As the story is told to us by an eye-witness, the colonel met the brawling coward in Wall Street, took him by the throat, and with a cowhide striped the human parody from head to foot. For the space of nearly twenty minutes, as we are told, did the right arm of the colonel ply his weapon with unremitted activity, at which time the bystanders, who evidently enjoyed the scene mightily, interceded in behalf of the suffering, supplicating wretch, and Webb suffered him to run.
Had it been a dog, or any other decent animal, or had the colonel himself with a pair of good long tongs removed a polecat from his office, we know not that we would have been so much surprised; but that he could, by any possibility, have so far descended from himself as to come in public contact with the veriest reptile that ever defiled the paths of decency, we could not have believed.
Webb’s quarrel with Bennett grew out of the Herald’s financial articles. Bennett was the first newspaperman to see the news value of Wall Street. When he was a writer on the Courier and Enquirer, and one of Webb’s most useful men, he made a study of stocks, not as a speculator, but as an investigator. He had a taste for money matters. In 1824, five years after his arrival in America from the land of his birth, Scotland, he tried to establish a commercial school in New York and to lecture on political economy. He could not make a go of it, and so returned to newspaper work as reporter, paragrapher, and poet.

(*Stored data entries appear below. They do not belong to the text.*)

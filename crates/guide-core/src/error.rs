//! Error types for the guide core.

use std::path::PathBuf;
use thiserror::Error;

/// Boxed error used at collaborator seams (wiki service).
pub type BoxError = Box<dyn std::error::Error + Send + Sync>;

/// Errors raised by the knowledge layer.
#[derive(Error, Debug)]
pub enum GuideError {
    /// A file could not be read or written.
    #[error("I/O error on {path}: {source}")]
    Io {
        path: PathBuf,
        #[source]
        source: std::io::Error,
    },

    /// A JSON document (alias file, KB file, structured entry) did not parse.
    #[error("invalid JSON in {path}: {source}")]
    Json {
        path: PathBuf,
        #[source]
        source: serde_json::Error,
    },

    /// Front matter of a markup entry is not valid YAML.
    #[error("invalid front matter in {path}: {source}")]
    FrontMatter {
        path: PathBuf,
        #[source]
        source: serde_yaml::Error,
    },

    /// A backing file exists but failed to load; writing would destroy its contents.
    #[error("refusing to overwrite {path}: it failed to load ({reason}); fix the file and reload")]
    StoreUnreadable { path: PathBuf, reason: String },

    /// An alias operation was given an empty alias or target.
    #[error("invalid alias: {0}")]
    InvalidAlias(String),

    /// Configuration sources could not be read or deserialized.
    #[error("config load failed: {0}")]
    Load(#[from] config::ConfigError),

    /// Configuration failed validation.
    #[error("invalid configuration: {0}")]
    Config(String),
}

impl GuideError {
    pub fn io(path: impl Into<PathBuf>, source: std::io::Error) -> Self {
        Self::Io {
            path: path.into(),
            source,
        }
    }

    pub fn json(path: impl Into<PathBuf>, source: serde_json::Error) -> Self {
        Self::Json {
            path: path.into(),
            source,
        }
    }
}

pub type Result<T, E = GuideError> = std::result::Result<T, E>;
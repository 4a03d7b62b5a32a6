//! Local knowledge sources and the library that owns them.
//!
//! | Source        | Tag     | Purpose                                              |
//! |---------------|---------|------------------------------------------------------|
//! | AliasCatalog  | `alias` | Admin-maintained alias → canonical term map          |
//! | AliasCatalog  | `wiki`  | Direct term → external wiki page title map           |
//! | KeywordKb     | `kb`    | Flat key → answer/image entries (secondary source)   |
//! | ContentPack   | `pack`  | Markdown/JSON entries with interleaved text & images |
//!
//! Every source exposes its terms through [`KnowledgeSource`] so the resolver index can be
//! rebuilt from all of them in one pass.

mod catalog;
mod kb;
mod library;
mod normalize;
mod pack;

pub use catalog::{AliasCatalog, AliasFile, WikiTitles};
pub use kb::{KbEntry, KeywordKb};
pub use library::{Library, LibraryStatus, LocalHit};
pub use normalize::normalize;
pub use pack::{
    parse_json_entry, parse_markup_entry, Block, ContentEntry, ContentPack, OutputUnit,
    PackLoadError, PackLoadReport,
};

/// Common trait for everything that contributes terms to the resolver index.
pub trait KnowledgeSource: Send + Sync {
    /// Source tag recorded on each index entry (e.g. `pack`).
    fn name(&self) -> &str;

    /// `(term, canonical)` pairs. Terms are normalized by the index; canonicals are kept as-is.
    fn index_terms(&self) -> Vec<(String, String)>;
}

In 1828 he became Washington correspondent of the Enquirer, and it was at his suggestion that Webb, in 1829, bought that paper and consolidated it with his own Courier. Bennett was a Tammany Society man, therefore a Jacksonian. He left Webb because of Webb’s support of Nicholas Biddle, and started a Jackson organ, the Pennsylvanian, in Philadelphia. This was a failure.
Meanwhile Bennett had seen the Sun rise, and he felt that there must be room for another penny paper in New York. With his knowledge of stocks he believed that he could make Wall Street news a telling feature. In his second issue of the Herald, May 11, 1835, he printed the first money-market report, and three days later he ran a table of sales on the Stock Exchange. At this time, and for three years afterward, Bennett visited Wall Street daily and wrote his own reports.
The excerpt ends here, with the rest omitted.